Protection du maïs
Eradiquer Diabrotica pour gagner du temps
Protection du maïs
Déjà bien installée dans certains pays d´Europe, la chrysomèle du maïs - Diabrotica virgifera - est signalée en France. En Alsace la filière maïs s´alarme : des mesures drastiques d´éradication sont prises dans les zones touchées.
« Nous avons un objectif clair d´éradication. Ce but est atteignable si on s´astreint à un protocole strict. Des mesures réglementaires sont conçues dans cette optique et c´est pourquoi elles sont lourdes. » La chrysomèle Diabrotica met en émoi le monde du maïs.
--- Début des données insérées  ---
use chrono::{DateTime, Utc};
use rust_decimal::Decimal;
use serde::Serialize;
use sqlx::FromRow;
use uuid::Uuid;

use crate::models::event::EventStatus;

#[derive(Debug, Clone, Serialize, FromRow)]
pub struct TicketType {
    pub id: Uuid,
    pub event_id: Uuid,
    pub name: String,
    pub price: Decimal,
    /// Remaining tickets; never negative.
    pub quantity: i32,
    pub created_at: DateTime<Utc>,
}

#[derive(Debug, Clone, Serialize, FromRow)]
pub struct Booking {
    pub id: Uuid,
    pub user_id: Uuid,
    pub event_id: Uuid,
    pub ticket_type_id: Uuid,
    pub created_at: DateTime<Utc>,
}

/// A booking with the event and ticket details needed for "My Tickets".
#[derive(Debug, Clone, Serialize, FromRow)]
pub struct BookingView {
    pub id: Uuid,
    pub event_id: Uuid,
    pub event_title: String,
    pub start_time: DateTime<Utc>,
    pub end_time: DateTime<Utc>,
    pub ticket_type_id: Uuid,
    pub ticket_name: String,
    pub price: Decimal,
    pub created_at: DateTime<Utc>,
}

/// Result of a successful booking: the booking and the ticket type after the
/// decrement.
#[derive(Debug, Clone, Serialize)]
pub struct BookingReceipt {
    pub booking: Booking,
    pub ticket_type: TicketType,
}

/// State read back after the conditional decrement matched no row.
#[derive(Debug, Clone, FromRow)]
pub struct BookingSnapshot {
    pub event_id: Uuid,
    pub quantity: i32,
    pub event_status: EventStatus,
    pub end_time: DateTime<Utc>,
}

#[derive(Debug, Clone, Copy, PartialEq, Eq)]
pub enum BookingRejection {
    UnknownTicketType,
    EventClosed,
    SoldOut,
}

impl BookingRejection {
    /// Explains why the decrement for `requested_event` did not apply.
    pub fn diagnose(
        requested_event: Uuid,
        snapshot: Option<&BookingSnapshot>,
        now: DateTime<Utc>,
    ) -> Self {
        match snapshot {
            None => BookingRejection::UnknownTicketType,
            Some(p) if p.event_id != requested_event => BookingRejection::UnknownTicketType,
            Some(p) if p.event_status != EventStatus::Published || p.end_time <= now => {
                BookingRejection::EventClosed
            }
            Some(_) => BookingRejection::SoldOut,
        }
    }
}

#[cfg(test)]
mod tests {
    use super::*;
    use chrono::Duration;

    fn snapshot(event_id: Uuid, quantity: i32, status: EventStatus) -> BookingSnapshot {
        BookingSnapshot {
            event_id,
            quantity,
            event_status: status,
            end_time: Utc::now() + Duration::days(1),
        }
    }

    #[test]
    fn test_missing_ticket_type() {
        let event_id = Uuid::new_v4();
        assert_eq!(
            BookingRejection::diagnose(event_id, None, Utc::now()),
            BookingRejection::UnknownTicketType
        );
    }

    #[test]
    fn test_ticket_type_of_another_event() {
        let p = snapshot(Uuid::new_v4(), 5, EventStatus::Published);
        assert_eq!(
            BookingRejection::diagnose(Uuid::new_v4(), Some(&p), Utc::now()),
            BookingRejection::UnknownTicketType
        );
    }

    #[test]
    fn test_closed_events() {
        let event_id = Uuid::new_v4();
        let draft = snapshot(event_id, 5, EventStatus::Draft);
        assert_eq!(
            BookingRejection::diagnose(event_id, Some(&draft), Utc::now()),
            BookingRejection::EventClosed
        );

        let mut ended = snapshot(event_id, 5, EventStatus::Published);
        ended.end_time = Utc::now() - Duration::minutes(1);
        assert_eq!(
            BookingRejection::diagnose(event_id, Some(&ended), Utc::now()),
            BookingRejection::EventClosed
        );
    }

    #[test]
    fn test_sold_out() {
        let event_id = Uuid::new_v4();
        let p = snapshot(event_id, 0, EventStatus::Published);
        assert_eq!(
            BookingRejection::diagnose(event_id, Some(&p), Utc::now()),
            BookingRejection::SoldOut
        );
    }
}
use axum::http::{header, HeaderName, HeaderValue, Request, Response};
use std::{
    sync::Arc,
    task::{Context, Poll},
};
use tower::{Layer, Service};

use crate::config::Config;

const NOSNIFF: &str = "nosniff";
const DENY: &str = "DENY";
const HSTS_VALUE: &str = "max-age=31536000; includeSubDomains";
const CSP_API_VALUE: &str = "default-src 'none'; img-src 'self'; frame-ancestors 'none'";
const REFERRER_POLICY_VALUE: &str = "strict-origin-when-cross-origin";
const PERMISSIONS_POLICY_VALUE: &str = "geolocation=(), microphone=(), camera=()";

/// Applies a fixed set of response headers to every response that does not
/// already carry them.
#[derive(Clone)]
pub struct SecurityHeadersLayer {
    headers: Arc<[(HeaderName, HeaderValue)]>,
}

impl SecurityHeadersLayer {
    pub fn new(include_hsts: bool) -> Self {
        let mut headers = vec![
            (header::X_CONTENT_TYPE_OPTIONS, NOSNIFF),
            (header::X_FRAME_OPTIONS, DENY),
            (header::CONTENT_SECURITY_POLICY, CSP_API_VALUE),
            (header::REFERRER_POLICY, REFERRER_POLICY_VALUE),
            (HeaderName::from_static("permissions-policy"), PERMISSIONS_POLICY_VALUE),
        ];

        // Only meaningful behind HTTPS
        if include_hsts {
            headers.push((header::STRICT_TRANSPORT_SECURITY, HSTS_VALUE));
        }

        Self {
            headers: headers
                .into_iter()
                .map(|(name, value)| (name, HeaderValue::from_static(value)))
                .collect(),
        }
    }

    pub fn includes(&self, name: &HeaderName) -> bool {
        self.headers.iter().any(|(n, _)| n == name)
    }
}

impl<S> Layer<S> for SecurityHeadersLayer {
    type Service = SecurityHeadersService<S>;

    fn layer(&self, inner: S) -> Self::Service {
        SecurityHeadersService {
            inner,
            headers: Arc::clone(&self.headers),
        }
    }
}

#[derive(Clone)]
pub struct SecurityHeadersService<S> {
    inner: S,
    headers: Arc<[(HeaderName, HeaderValue)]>,
}

impl<S, ReqBody, ResBody> Service<Request<ReqBody>> for SecurityHeadersService<S>
where
    S: Service<Request<ReqBody>, Response = Response<ResBody>>,
{
    type Response = S::Response;
    type Error = S::Error;
    type Future = SecurityHeadersFuture<S::Future>;

    fn poll_ready(&mut self, cx: &mut Context<'_>) -> Poll<Result<(), Self::Error>> {
        self.inner.poll_ready(cx)
    }

    fn call(&mut self, request: Request<ReqBody>) -> Self::Future {
        SecurityHeadersFuture {
            future: self.inner.call(request),
            headers: Arc::clone(&self.headers),
        }
    }
}

#[pin_project::pin_project]
pub struct SecurityHeadersFuture<F> {
    #[pin]
    future: F,
    headers: Arc<[(HeaderName, HeaderValue)]>,
}

impl<F, ResBody, E> std::future::Future for SecurityHeadersFuture<F>
where
    F: std::future::Future<Output = Result<Response<ResBody>, E>>,
{
    type Output = Result<Response<ResBody>, E>;

    fn poll(self: std::pin::Pin<&mut Self>, cx: &mut Context<'_>) -> Poll<Self::Output> {
        let this = self.project();

        match this.future.poll(cx) {
            Poll::Ready(Ok(mut response)) => {
                let headers = response.headers_mut();
                for (name, value) in this.headers.iter() {
                    if !headers.contains_key(name) {
                        headers.insert(name.clone(), value.clone());
                    }
                }
                Poll::Ready(Ok(response))
            }
            other => other,
        }
    }
}

pub fn create_security_headers_layer(config: &Config) -> SecurityHeadersLayer {
    if config.production {
        tracing::info!("Security: HSTS header enabled (production mode)");
    } else {
        tracing::info!("Security: HSTS header disabled (development mode)");
    }

    SecurityHeadersLayer::new(config.production)
}
mod cli;
mod logging;

fn main() -> anyhow::Result<()> {
    logging::init();
    cli::run()
}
A sa façon, Thierry Klinger, directeur de la DGAL, explique l´enjeu du contrôle de cet envahisseur qui est arrivé d´outre-Atlantique en Europe il y a une dizaine d´années.
Après l´Ile-de-France en 2002, c´était au tour de l´Alsace d´être touchée en 2003 avec quelques individus piégés à Blotzheim près de l´aéroport de Bâle-Mulhouse. « L´arrivée de la chrysomèle a été perçue comme un véritable coup de tonnerre », déclare Thomas Thuet, agriculteur alsacien et président de l´Association des producteurs de céréales et oléagineux (Apco). Le maïs est une culture majeure dans la vallée du Rhin avec beaucoup de parcelles exploitées en monoculture (50 % de la surface Scop dans le Sud de l´Alsace).
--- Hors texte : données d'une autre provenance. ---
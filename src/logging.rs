//! Logger setup for the binary. RUST_LOG controls verbosity, info default.

pub fn init() {
    env_logger::Builder::from_env(env_logger::Env::default().default_filter_or("info")).init();
}
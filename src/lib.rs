//! posepick — pick one item from an ordered pose catalog with continuous
//! hand-tracking input.
//!
//! The engine is tick-driven: the host feeds one [`sample::TrackingSample`]
//! per tick into a [`session::Session`], which stabilizes the tracked
//! height around a dead-band, scrolls a window over the catalog (circle
//! gestures and edge proximity), optionally filters the catalog by finger
//! extension, and resolves a stable selection index. Rendering, the event
//! loop and pose application stay with the host behind the
//! [`session::PoseApplier`] trait.

pub mod catalog;
pub mod config;
pub mod filter;
pub mod flags;
pub mod gestures;
pub mod resolver;
pub mod sample;
pub mod session;
pub mod stabilizer;
pub mod window;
La chrysomèle du maïs peut engendrer des dégâts importants au bout de quelques années d´installation mais surtout, son statut de parasite de quarantaine nécessite des mesures drastiques d´éradication : traitements aériens et rotation obligatoire dans la zone de traitement.
Dans certains pays d´Europe Centrale, la chrysomèle prend une importance économique.
Ce sont les larves de l´insecte qui occasionnent le plus de dégâts en s´attaquant aux racines du maïs. Les pieds de maïs atteints versent. Dans le pire des cas, il peut y avoir 80 % de pertes de rendement.
©P. Reynaud/LNPV |
La lutte la plus efficace est la rotation
La situation aux États-Unis montre qu´il n´est pas aisé de lutter contre ce ravageur.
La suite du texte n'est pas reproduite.